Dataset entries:
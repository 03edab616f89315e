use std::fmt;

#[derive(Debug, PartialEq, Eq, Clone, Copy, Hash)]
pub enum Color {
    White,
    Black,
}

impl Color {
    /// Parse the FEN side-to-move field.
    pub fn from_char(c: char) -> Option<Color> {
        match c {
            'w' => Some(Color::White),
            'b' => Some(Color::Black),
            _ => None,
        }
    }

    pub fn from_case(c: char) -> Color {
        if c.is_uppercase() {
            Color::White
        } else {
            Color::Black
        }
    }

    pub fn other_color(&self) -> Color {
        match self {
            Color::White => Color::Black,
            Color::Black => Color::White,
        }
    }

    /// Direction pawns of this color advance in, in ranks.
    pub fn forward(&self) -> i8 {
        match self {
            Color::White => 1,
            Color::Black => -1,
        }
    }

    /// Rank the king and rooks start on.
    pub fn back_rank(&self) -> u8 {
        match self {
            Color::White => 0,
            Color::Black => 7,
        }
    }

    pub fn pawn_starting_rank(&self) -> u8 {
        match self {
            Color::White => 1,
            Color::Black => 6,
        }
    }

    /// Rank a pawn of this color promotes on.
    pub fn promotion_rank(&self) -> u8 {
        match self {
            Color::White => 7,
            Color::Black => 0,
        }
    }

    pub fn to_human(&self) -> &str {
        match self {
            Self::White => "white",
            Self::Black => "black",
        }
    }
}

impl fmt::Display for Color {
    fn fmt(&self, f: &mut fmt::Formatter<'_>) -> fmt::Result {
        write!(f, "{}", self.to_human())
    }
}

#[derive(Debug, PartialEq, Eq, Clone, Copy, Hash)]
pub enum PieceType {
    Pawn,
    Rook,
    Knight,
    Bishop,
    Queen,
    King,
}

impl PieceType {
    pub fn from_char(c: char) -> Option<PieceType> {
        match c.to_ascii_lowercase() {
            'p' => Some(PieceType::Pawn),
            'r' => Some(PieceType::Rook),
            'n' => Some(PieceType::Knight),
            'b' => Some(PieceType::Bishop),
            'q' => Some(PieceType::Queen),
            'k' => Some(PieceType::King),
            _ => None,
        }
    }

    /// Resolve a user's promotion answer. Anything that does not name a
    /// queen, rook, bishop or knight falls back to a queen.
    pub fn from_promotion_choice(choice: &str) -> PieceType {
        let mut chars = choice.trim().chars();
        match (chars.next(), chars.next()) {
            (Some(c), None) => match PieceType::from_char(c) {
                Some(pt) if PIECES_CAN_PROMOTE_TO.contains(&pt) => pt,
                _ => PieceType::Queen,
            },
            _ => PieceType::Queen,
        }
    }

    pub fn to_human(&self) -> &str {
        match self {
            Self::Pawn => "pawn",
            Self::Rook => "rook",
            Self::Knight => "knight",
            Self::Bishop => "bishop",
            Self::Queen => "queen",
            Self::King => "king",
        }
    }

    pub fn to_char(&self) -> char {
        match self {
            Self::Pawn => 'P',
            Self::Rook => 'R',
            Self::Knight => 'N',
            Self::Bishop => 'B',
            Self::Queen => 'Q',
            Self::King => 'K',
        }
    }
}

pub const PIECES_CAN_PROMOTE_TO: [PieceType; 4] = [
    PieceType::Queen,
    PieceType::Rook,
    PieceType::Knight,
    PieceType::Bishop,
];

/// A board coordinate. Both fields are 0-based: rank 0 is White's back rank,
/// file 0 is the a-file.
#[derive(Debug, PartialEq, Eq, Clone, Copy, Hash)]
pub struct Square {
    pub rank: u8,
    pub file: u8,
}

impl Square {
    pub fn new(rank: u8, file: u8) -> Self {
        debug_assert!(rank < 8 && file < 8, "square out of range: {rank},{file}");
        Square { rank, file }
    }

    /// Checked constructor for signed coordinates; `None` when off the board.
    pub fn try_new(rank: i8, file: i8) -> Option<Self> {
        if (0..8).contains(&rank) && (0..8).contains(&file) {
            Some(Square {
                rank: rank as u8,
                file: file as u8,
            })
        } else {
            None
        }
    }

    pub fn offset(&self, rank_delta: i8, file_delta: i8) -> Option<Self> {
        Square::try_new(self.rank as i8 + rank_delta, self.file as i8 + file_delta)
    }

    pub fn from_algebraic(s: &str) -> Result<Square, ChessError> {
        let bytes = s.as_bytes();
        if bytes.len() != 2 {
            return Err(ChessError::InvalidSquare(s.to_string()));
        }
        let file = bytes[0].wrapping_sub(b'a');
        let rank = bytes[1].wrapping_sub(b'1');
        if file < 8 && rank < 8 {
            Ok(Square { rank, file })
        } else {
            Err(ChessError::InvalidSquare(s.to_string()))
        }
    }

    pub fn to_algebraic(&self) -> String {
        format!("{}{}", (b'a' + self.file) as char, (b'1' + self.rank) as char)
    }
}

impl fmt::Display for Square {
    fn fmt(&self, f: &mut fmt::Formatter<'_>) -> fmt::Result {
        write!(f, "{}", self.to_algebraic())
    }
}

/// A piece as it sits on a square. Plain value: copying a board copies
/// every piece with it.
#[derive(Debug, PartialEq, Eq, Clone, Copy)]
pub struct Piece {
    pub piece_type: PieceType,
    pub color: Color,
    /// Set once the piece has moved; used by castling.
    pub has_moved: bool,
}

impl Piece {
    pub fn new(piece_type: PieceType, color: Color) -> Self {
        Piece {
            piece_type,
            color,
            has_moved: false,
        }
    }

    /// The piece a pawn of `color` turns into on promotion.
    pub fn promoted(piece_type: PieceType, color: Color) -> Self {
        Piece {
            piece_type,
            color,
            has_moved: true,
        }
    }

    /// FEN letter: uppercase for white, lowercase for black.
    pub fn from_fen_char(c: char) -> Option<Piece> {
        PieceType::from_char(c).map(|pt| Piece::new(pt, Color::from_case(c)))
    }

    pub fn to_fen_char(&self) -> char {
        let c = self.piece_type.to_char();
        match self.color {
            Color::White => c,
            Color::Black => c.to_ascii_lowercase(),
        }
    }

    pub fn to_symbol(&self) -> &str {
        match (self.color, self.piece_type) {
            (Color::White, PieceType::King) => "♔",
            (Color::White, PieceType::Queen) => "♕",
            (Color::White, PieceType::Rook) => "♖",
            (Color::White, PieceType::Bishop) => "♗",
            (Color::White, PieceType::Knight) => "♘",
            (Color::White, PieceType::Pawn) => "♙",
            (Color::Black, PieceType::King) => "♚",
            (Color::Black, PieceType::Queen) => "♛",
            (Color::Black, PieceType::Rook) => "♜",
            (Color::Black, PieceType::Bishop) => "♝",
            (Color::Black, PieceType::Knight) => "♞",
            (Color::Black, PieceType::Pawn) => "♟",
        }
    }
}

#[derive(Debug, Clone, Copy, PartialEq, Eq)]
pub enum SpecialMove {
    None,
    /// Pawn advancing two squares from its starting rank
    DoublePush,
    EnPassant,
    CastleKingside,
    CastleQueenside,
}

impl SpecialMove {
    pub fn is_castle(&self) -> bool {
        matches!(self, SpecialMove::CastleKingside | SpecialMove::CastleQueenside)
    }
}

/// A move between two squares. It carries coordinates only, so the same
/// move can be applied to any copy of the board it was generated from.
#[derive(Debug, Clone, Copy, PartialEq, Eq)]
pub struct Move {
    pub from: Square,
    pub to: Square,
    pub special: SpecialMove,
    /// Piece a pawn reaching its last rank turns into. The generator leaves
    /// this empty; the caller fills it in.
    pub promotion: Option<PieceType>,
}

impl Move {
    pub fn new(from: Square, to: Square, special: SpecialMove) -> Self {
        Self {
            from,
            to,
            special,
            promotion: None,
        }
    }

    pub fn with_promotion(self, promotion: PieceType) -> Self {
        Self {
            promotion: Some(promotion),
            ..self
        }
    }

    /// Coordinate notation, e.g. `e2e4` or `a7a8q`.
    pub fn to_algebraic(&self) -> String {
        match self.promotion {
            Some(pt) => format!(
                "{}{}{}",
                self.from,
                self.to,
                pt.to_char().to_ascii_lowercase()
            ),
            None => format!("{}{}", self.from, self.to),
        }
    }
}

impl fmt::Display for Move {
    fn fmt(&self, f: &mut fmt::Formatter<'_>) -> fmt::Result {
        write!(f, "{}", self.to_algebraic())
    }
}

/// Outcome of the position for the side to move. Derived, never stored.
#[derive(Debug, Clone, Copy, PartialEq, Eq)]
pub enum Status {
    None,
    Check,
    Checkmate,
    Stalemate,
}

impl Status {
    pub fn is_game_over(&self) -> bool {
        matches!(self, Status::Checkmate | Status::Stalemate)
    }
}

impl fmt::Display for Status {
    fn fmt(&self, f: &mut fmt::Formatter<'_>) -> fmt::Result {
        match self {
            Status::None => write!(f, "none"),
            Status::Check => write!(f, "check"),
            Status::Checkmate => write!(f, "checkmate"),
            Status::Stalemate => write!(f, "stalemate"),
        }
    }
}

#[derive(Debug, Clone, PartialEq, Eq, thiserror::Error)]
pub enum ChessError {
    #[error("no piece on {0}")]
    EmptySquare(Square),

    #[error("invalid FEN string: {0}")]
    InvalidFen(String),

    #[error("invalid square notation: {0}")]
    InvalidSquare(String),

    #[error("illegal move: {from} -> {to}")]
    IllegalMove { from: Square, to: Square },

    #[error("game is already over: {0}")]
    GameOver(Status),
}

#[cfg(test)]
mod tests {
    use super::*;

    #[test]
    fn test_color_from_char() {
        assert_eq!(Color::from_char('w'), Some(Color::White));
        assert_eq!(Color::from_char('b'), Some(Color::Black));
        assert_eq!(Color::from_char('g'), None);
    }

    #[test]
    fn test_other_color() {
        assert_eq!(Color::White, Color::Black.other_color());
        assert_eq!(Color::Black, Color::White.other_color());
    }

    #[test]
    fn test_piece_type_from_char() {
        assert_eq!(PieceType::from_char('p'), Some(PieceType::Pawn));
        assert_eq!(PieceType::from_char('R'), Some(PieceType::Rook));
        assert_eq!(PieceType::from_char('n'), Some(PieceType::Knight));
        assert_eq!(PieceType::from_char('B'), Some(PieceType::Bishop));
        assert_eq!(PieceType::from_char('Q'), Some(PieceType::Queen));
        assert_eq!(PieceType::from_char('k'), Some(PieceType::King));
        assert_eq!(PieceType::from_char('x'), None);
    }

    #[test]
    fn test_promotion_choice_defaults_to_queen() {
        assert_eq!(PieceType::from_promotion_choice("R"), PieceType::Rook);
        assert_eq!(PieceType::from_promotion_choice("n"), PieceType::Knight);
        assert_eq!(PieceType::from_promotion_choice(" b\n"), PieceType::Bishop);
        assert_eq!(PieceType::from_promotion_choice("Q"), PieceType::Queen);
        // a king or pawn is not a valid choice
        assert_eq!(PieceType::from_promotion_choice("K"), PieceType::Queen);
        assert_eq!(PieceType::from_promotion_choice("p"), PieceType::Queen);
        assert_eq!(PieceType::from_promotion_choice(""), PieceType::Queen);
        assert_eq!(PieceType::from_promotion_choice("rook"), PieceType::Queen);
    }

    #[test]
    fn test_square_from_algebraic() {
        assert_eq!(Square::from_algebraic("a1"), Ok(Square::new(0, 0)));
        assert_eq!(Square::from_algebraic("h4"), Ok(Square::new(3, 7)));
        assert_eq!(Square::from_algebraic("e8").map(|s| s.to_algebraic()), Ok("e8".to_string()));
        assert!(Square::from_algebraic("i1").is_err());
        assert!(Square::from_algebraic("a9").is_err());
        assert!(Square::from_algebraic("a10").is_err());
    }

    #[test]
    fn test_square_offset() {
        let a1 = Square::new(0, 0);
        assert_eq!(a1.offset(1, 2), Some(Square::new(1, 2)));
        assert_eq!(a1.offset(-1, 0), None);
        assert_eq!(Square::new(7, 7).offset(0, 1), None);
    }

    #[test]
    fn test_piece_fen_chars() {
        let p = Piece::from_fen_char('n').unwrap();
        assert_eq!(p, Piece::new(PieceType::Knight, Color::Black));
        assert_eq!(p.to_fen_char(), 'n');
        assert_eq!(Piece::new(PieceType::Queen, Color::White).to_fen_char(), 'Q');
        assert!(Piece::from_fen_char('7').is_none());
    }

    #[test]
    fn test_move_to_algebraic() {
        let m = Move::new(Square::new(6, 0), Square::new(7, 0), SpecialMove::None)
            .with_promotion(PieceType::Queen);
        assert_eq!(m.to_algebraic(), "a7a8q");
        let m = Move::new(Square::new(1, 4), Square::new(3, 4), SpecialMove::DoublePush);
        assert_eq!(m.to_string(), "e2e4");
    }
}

...

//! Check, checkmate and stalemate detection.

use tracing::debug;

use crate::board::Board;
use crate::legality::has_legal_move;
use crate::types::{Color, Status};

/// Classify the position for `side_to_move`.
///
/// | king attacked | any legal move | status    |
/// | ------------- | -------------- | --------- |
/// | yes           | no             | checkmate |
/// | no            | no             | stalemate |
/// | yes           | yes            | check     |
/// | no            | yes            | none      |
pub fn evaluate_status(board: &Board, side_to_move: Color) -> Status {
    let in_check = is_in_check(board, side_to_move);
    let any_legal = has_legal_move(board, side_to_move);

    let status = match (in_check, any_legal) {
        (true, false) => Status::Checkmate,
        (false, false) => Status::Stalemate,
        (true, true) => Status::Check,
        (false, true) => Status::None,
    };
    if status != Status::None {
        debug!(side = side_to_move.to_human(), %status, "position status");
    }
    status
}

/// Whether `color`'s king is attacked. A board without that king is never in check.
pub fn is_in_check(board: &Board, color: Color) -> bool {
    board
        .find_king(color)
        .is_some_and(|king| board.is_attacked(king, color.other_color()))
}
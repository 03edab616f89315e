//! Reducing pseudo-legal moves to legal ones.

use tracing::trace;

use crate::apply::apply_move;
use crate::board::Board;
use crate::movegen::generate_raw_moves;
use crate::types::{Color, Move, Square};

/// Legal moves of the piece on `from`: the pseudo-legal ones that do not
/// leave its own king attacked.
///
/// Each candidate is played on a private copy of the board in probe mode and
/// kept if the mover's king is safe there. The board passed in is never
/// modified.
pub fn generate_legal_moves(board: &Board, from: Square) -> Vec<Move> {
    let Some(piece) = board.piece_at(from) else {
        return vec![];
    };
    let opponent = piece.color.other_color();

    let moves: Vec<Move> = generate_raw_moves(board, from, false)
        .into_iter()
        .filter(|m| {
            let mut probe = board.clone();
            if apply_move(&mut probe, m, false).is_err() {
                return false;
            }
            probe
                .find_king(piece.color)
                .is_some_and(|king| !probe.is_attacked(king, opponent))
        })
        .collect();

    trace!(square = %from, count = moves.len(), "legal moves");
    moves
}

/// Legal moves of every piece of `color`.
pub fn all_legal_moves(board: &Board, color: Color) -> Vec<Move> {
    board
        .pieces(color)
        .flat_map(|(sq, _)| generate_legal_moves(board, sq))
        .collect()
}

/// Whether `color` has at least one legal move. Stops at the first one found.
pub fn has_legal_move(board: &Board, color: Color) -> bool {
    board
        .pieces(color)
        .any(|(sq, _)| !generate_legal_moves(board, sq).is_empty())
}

▶ THE TASK
Could you find every line in the records above that contains the word "position" and copy it?

▶ WRITTEN RESPONSE
/// Outcome of the position for the side to move. Derived, never stored.
/// Classify the position for `side_to_move`.
        debug!(side = side_to_move.to_human(), %status, "position status");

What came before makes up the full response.